__Given records__
------

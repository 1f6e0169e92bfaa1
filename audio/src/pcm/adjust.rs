//! Layout adjustment: converts raw PCM between parameter descriptors.
//!
//! Conversion always runs in the same order (channels, then sample width,
//! then frame rate) so results are reproducible.

use tracing::debug;

use super::params::Params;
use super::sample;
use crate::resampler;

/// Converts `data` laid out as `from` into the layout described by `to`.
pub fn adjust(data: &[u8], from: Params, to: Params) -> Vec<u8> {
    if from == to {
        return data.to_vec();
    }
    debug!(%from, %to, bytes = data.len(), "adjusting pcm layout");

    let mut samples = sample::decode(data, from.sample_width());
    if from.channels() != to.channels() {
        samples = convert_channels(&samples, from.channels() as usize, to.channels() as usize);
    }
    if from.sample_width() != to.sample_width() {
        samples = convert_width(&samples, from.sample_width(), to.sample_width());
    }
    if from.frame_rate() != to.frame_rate() {
        samples = convert_rate(
            &samples,
            to.channels() as usize,
            to.sample_width(),
            from.frame_rate(),
            to.frame_rate(),
        );
    }
    sample::encode(&samples, to.sample_width())
}

/// Maps interleaved frames of `from` channels onto `to` channels.
///
/// Up-mixing copies input channel `c % from` into output channel `c`, so
/// mono is duplicated into every channel. Down-mixing averages the input
/// channels congruent to `c` modulo `to`, so any layout reduces to mono by
/// averaging all of its channels.
pub fn convert_channels(samples: &[i32], from: usize, to: usize) -> Vec<i32> {
    if from == to {
        return samples.to_vec();
    }
    let frames = samples.len() / from;
    let mut out = Vec::with_capacity(frames * to);

    for frame in samples.chunks_exact(from) {
        if to > from {
            out.extend((0..to).map(|c| frame[c % from]));
        } else {
            for c in 0..to {
                let (sum, n) = frame
                    .iter()
                    .skip(c)
                    .step_by(to)
                    .fold((0i64, 0i64), |(sum, n), &s| (sum + s as i64, n + 1));
                out.push(round_div(sum, n) as i32);
            }
        }
    }
    out
}

/// Divides rounding half away from zero.
fn round_div(sum: i64, n: i64) -> i64 {
    let sign = if sum < 0 { -1 } else { 1 };
    (sum * 2 + sign * n) / (2 * n)
}

/// Rescales samples between widths by shifting 8 bits per byte of
/// difference. Narrowing floors toward negative infinity, then saturates
/// like every other sample operation.
pub fn convert_width(samples: &[i32], from: u16, to: u16) -> Vec<i32> {
    if from == to {
        return samples.to_vec();
    }
    if to > from {
        let shift = 8 * (to - from) as u32;
        samples
            .iter()
            .map(|&s| sample::saturate((s as i64) << shift, to))
            .collect()
    } else {
        let shift = 8 * (from - to) as u32;
        samples
            .iter()
            .map(|&s| sample::saturate((s >> shift) as i64, to))
            .collect()
    }
}

/// Resamples interleaved frames from `from` Hz to `to` Hz.
pub fn convert_rate(samples: &[i32], channels: usize, width: u16, from: u32, to: u32) -> Vec<i32> {
    let planar = deinterleave(samples, channels);
    let resampled = resampler::resample(&planar, from, to);
    let frames = resampled.first().map_or(0, Vec::len);

    let mut out = Vec::with_capacity(frames * channels);
    for i in 0..frames {
        for ch in &resampled {
            out.push(sample::quantize(ch[i], width));
        }
    }
    out
}

fn deinterleave(samples: &[i32], channels: usize) -> Vec<Vec<f64>> {
    let frames = samples.len() / channels;
    let mut planar = vec![Vec::with_capacity(frames); channels];
    for frame in samples.chunks_exact(channels) {
        for (ch, &s) in planar.iter_mut().zip(frame) {
            ch.push(s as f64);
        }
    }
    planar
}

/// Interleaves two mono sample streams into stereo frames, stopping at the
/// shorter one.
pub fn interleave(left: &[i32], right: &[i32]) -> Vec<i32> {
    left.iter()
        .zip(right)
        .flat_map(|(&l, &r)| [l, r])
        .collect()
}
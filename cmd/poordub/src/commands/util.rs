//! Utility functions for CLI commands.

use std::io::Write;

use anyhow::Context as _;
use clap::Args;
use poordub_audio::{Params, PcmAudio};
use tracing::debug;

use crate::Cli;
use crate::config::{Config, load_config};

/// Layout overrides shared by commands that produce audio.
#[derive(Args, Debug, Clone, Default)]
pub struct ParamsArgs {
    /// Channel count
    #[arg(long)]
    pub channels: Option<u16>,
    /// Sample width in bytes (1, 2 or 4)
    #[arg(long)]
    pub sample_width: Option<u16>,
    /// Frame rate in Hz
    #[arg(long)]
    pub rate: Option<u32>,
}

impl ParamsArgs {
    /// Applies the overrides on top of `base`.
    pub fn resolve(&self, base: Params) -> anyhow::Result<Params> {
        let params = Params::new(
            self.channels.unwrap_or(base.channels()),
            self.sample_width.unwrap_or(base.sample_width()),
            self.rate.unwrap_or(base.frame_rate()),
        )?;
        Ok(params)
    }
}

/// Gets the configuration.
pub fn get_config(cli: &Cli) -> anyhow::Result<Config> {
    load_config(cli.config.as_deref())
}

/// Reads a WAV file.
pub fn read_audio(path: &str) -> anyhow::Result<PcmAudio> {
    let audio = PcmAudio::read_wav(path).with_context(|| format!("read {path}"))?;
    debug!(path, %audio, "read");
    Ok(audio)
}

/// Reads several WAV files, in order.
pub fn read_all(paths: &[String]) -> anyhow::Result<Vec<PcmAudio>> {
    paths.iter().map(|p| read_audio(p)).collect()
}

/// Writes a clip as WAV to the output file, or to stdout.
pub fn write_audio(cli: &Cli, audio: &PcmAudio) -> anyhow::Result<()> {
    match cli.output.as_deref() {
        Some(path) => {
            audio
                .write_wav(path)
                .with_context(|| format!("write {path}"))?;
            debug!(path, %audio, "written");
        }
        None => {
            let bytes = audio.to_wav_bytes()?;
            let mut stdout = std::io::stdout().lock();
            stdout.write_all(&bytes)?;
            stdout.flush()?;
        }
    }
    Ok(())
}

/// Outputs result as JSON or YAML.
pub fn output_result<T: serde::Serialize>(
    result: &T,
    output_path: Option<&str>,
    as_json: bool,
) -> anyhow::Result<()> {
    let output = if as_json {
        serde_json::to_string_pretty(result)? + "\n"
    } else {
        serde_yaml::to_string(result)?
    };

    match output_path {
        Some(path) => std::fs::write(path, output)?,
        None => print!("{}", output),
    }

    Ok(())
}

/// Maps the silence floor to `None` so reports stay valid JSON.
pub fn finite_db(db: f64) -> Option<f64> {
    db.is_finite().then_some(db)
}

#[cfg(test)]
mod tests {
    use super::*;

    #[test]
    fn test_params_args_resolve() {
        let args = ParamsArgs::default();
        assert_eq!(args.resolve(Params::MONO_16K).unwrap(), Params::MONO_16K);

        let args = ParamsArgs {
            channels: Some(2),
            rate: Some(48000),
            ..Default::default()
        };
        assert_eq!(args.resolve(Params::MONO_16K).unwrap(), Params::STEREO_48K);

        let args = ParamsArgs {
            sample_width: Some(3),
            ..Default::default()
        };
        assert!(args.resolve(Params::MONO_16K).is_err());
    }

    #[test]
    fn test_finite_db() {
        assert_eq!(finite_db(-3.0), Some(-3.0));
        assert_eq!(finite_db(f64::NEG_INFINITY), None);
    }

    #[test]
    fn test_read_missing_file() {
        let err = read_audio("/nonexistent/poordub.wav").unwrap_err();
        assert!(err.to_string().contains("/nonexistent/poordub.wav"));
    }
}
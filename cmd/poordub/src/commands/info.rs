//! Clip description.

use clap::Args;
use poordub_audio::PcmAudio;
use serde::Serialize;

use super::{finite_db, output_result, read_audio};
use crate::Cli;

/// Describe WAV files.
#[derive(Args)]
pub struct InfoCommand {
    /// WAV files to describe
    #[arg(required = true)]
    pub files: Vec<String>,
}

/// What `info` reports for one file. Levels are omitted for silence.
#[derive(Debug, Serialize)]
pub struct ClipInfo {
    pub path: String,
    pub channels: u16,
    pub sample_width: u16,
    pub frame_rate: u32,
    pub frames: usize,
    pub duration_ms: u64,
    pub max_amplitude: u32,
    #[serde(skip_serializing_if = "Option::is_none")]
    pub peak_dbfs: Option<f64>,
    #[serde(skip_serializing_if = "Option::is_none")]
    pub average_dbfs: Option<f64>,
}

impl ClipInfo {
    pub fn new(path: &str, audio: &PcmAudio) -> Self {
        let params = audio.params();
        Self {
            path: path.to_string(),
            channels: params.channels(),
            sample_width: params.sample_width(),
            frame_rate: params.frame_rate(),
            frames: audio.frames(),
            duration_ms: audio.len_ms(),
            max_amplitude: audio.max_amplitude(),
            peak_dbfs: finite_db(audio.peak_level()),
            average_dbfs: finite_db(audio.average_level()),
        }
    }
}

impl InfoCommand {
    pub fn run(&self, cli: &Cli) -> anyhow::Result<()> {
        let infos = self
            .files
            .iter()
            .map(|path| Ok(ClipInfo::new(path, &read_audio(path)?)))
            .collect::<anyhow::Result<Vec<_>>>()?;
        output_result(&infos, cli.output.as_deref(), cli.json)
    }
}

#[cfg(test)]
mod tests {
    use poordub_audio::Params;

    use super::*;

    #[test]
    fn test_clip_info() {
        let tone = PcmAudio::sine(440.0, 250, Params::MONO_16K);
        let info = ClipInfo::new("tone.wav", &tone);
        assert_eq!(info.channels, 1);
        assert_eq!(info.frame_rate, 16000);
        assert_eq!(info.frames, 4000);
        assert_eq!(info.duration_ms, 250);
        assert!(info.peak_dbfs.is_some());
    }

    #[test]
    fn test_silence_levels_omitted() {
        let info = ClipInfo::new("quiet.wav", &PcmAudio::silence(100, Params::MONO_8K));
        assert_eq!(info.max_amplitude, 0);
        assert!(info.peak_dbfs.is_none());

        let json = serde_json::to_value(&info).unwrap();
        assert!(json.get("peak_dbfs").is_none());
        assert_eq!(json["duration_ms"], 100);
    }
}
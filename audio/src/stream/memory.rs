//! In-process loopback device.

use std::collections::VecDeque;
use std::io;
use std::sync::atomic::{AtomicUsize, Ordering};
use std::sync::{Arc, Mutex, MutexGuard};

use super::{Device, Direction, Stream};
use crate::error::Result;
use crate::pcm::Params;

#[derive(Default)]
struct Shared {
    buffer: Mutex<VecDeque<u8>>,
    open: AtomicUsize,
}

impl Shared {
    fn lock(&self) -> io::Result<MutexGuard<'_, VecDeque<u8>>> {
        self.buffer
            .lock()
            .map_err(|e| io::Error::other(e.to_string()))
    }
}

/// A loopback device: bytes written to its output streams are queued and
/// handed out, in order, to its input streams.
///
/// Streams do not convert between layouts, so readers should open with the
/// same [`Params`] the writers used.
#[derive(Clone, Default)]
pub struct MemoryDevice {
    shared: Arc<Shared>,
}

impl MemoryDevice {
    /// Creates a device with an empty queue.
    pub fn new() -> Self {
        Self::default()
    }

    /// Returns the number of queued bytes.
    pub fn buffered(&self) -> usize {
        self.shared.lock().map(|b| b.len()).unwrap_or(0)
    }

    /// Returns the number of streams opened and not yet closed.
    pub fn open_streams(&self) -> usize {
        self.shared.open.load(Ordering::SeqCst)
    }
}

impl Device for MemoryDevice {
    type Stream = MemoryStream;

    fn open(&self, params: Params, direction: Direction) -> Result<MemoryStream> {
        self.shared.open.fetch_add(1, Ordering::SeqCst);
        Ok(MemoryStream {
            shared: Arc::clone(&self.shared),
            params,
            direction,
            closed: false,
        })
    }
}

/// A stream on a [`MemoryDevice`].
pub struct MemoryStream {
    shared: Arc<Shared>,
    params: Params,
    direction: Direction,
    closed: bool,
}

impl MemoryStream {
    fn check_open(&self) -> io::Result<()> {
        if self.closed {
            return Err(io::Error::other("stream closed"));
        }
        Ok(())
    }
}

impl Stream for MemoryStream {
    fn params(&self) -> Params {
        self.params
    }

    /// Fails with `UnexpectedEof` when fewer than `frames` frames are queued.
    fn read(&mut self, frames: usize) -> io::Result<Vec<u8>> {
        self.check_open()?;
        if !self.direction.is_input() {
            return Err(io::Error::other("no input channels"));
        }
        let len = frames * self.params.frame_size();
        let mut buffer = self.shared.lock()?;
        if buffer.len() < len {
            return Err(io::Error::new(
                io::ErrorKind::UnexpectedEof,
                format!("stream: {} bytes queued, {len} requested", buffer.len()),
            ));
        }
        Ok(buffer.drain(..len).collect())
    }

    fn write(&mut self, data: &[u8]) -> io::Result<()> {
        self.check_open()?;
        if !self.direction.is_output() {
            return Err(io::Error::other("no output channels"));
        }
        if data.len() % self.params.frame_size() != 0 {
            return Err(io::Error::new(
                io::ErrorKind::InvalidInput,
                "stream: partial frame",
            ));
        }
        self.shared.lock()?.extend(data);
        Ok(())
    }

    fn close(&mut self) -> io::Result<()> {
        if self.closed {
            return Ok(());
        }
        self.closed = true;
        self.shared.open.fetch_sub(1, Ordering::SeqCst);
        Ok(())
    }
}

impl Drop for MemoryStream {
    fn drop(&mut self) {
        let _ = self.close();
    }
}

#[cfg(test)]
mod tests {
    use super::*;
    use crate::pcm::PcmAudio;
    use crate::stream::with_stream;

    #[test]
    fn test_loopback() {
        let device = MemoryDevice::new();
        let tone = PcmAudio::sine(440.0, 250, Params::MONO_16K);

        let mut out = device.open(Params::MONO_16K, Direction::Output).unwrap();
        tone.play(&mut out).unwrap();
        assert_eq!(device.buffered(), tone.data().len());

        let mut input = device.open(Params::MONO_16K, Direction::Input).unwrap();
        let recorded = PcmAudio::record(&mut input, 250).unwrap();
        assert_eq!(recorded, tone);
        assert_eq!(device.buffered(), 0);
    }

    #[test]
    fn test_duplex() {
        let device = MemoryDevice::new();
        let clip = PcmAudio::sine(300.0, 50, Params::MONO_8K);
        let echoed = with_stream(&device, Params::MONO_8K, Direction::Duplex, |s| {
            clip.play(s)?;
            PcmAudio::record(s, 50)
        })
        .unwrap();
        assert_eq!(echoed, clip);
    }

    #[test]
    fn test_direction_enforced() {
        let device = MemoryDevice::new();
        let mut out = device.open(Params::MONO_8K, Direction::Output).unwrap();
        assert!(out.read(1).is_err());

        let mut input = device.open(Params::MONO_8K, Direction::Input).unwrap();
        assert!(input.write(&[0, 0]).is_err());
    }

    #[test]
    fn test_partial_frame_rejected() {
        let device = MemoryDevice::new();
        let mut out = device.open(Params::STEREO_44K, Direction::Output).unwrap();
        let err = out.write(&[0, 0, 0]).unwrap_err();
        assert_eq!(err.kind(), io::ErrorKind::InvalidInput);
    }

    #[test]
    fn test_close_and_drop_release() {
        let device = MemoryDevice::new();
        let mut a = device.open(Params::MONO_8K, Direction::Output).unwrap();
        let b = device.open(Params::MONO_8K, Direction::Input).unwrap();
        assert_eq!(device.open_streams(), 2);

        a.close().unwrap();
        a.close().unwrap();
        assert_eq!(device.open_streams(), 1);
        assert!(a.write(&[0, 0]).is_err());

        drop(b);
        assert_eq!(device.open_streams(), 0);
    }
}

------

__Problem__
Return each line from the data where the string "anyhow" can be found.

__Completed exercise__
use anyhow::Context as _;
    pub fn resolve(&self, base: Params) -> anyhow::Result<Params> {
pub fn get_config(cli: &Cli) -> anyhow::Result<Config> {
pub fn read_audio(path: &str) -> anyhow::Result<PcmAudio> {
pub fn read_all(paths: &[String]) -> anyhow::Result<Vec<PcmAudio>> {
pub fn write_audio(cli: &Cli, audio: &PcmAudio) -> anyhow::Result<()> {
) -> anyhow::Result<()> {
    pub fn run(&self, cli: &Cli) -> anyhow::Result<()> {
            .collect::<anyhow::Result<Vec<_>>>()?;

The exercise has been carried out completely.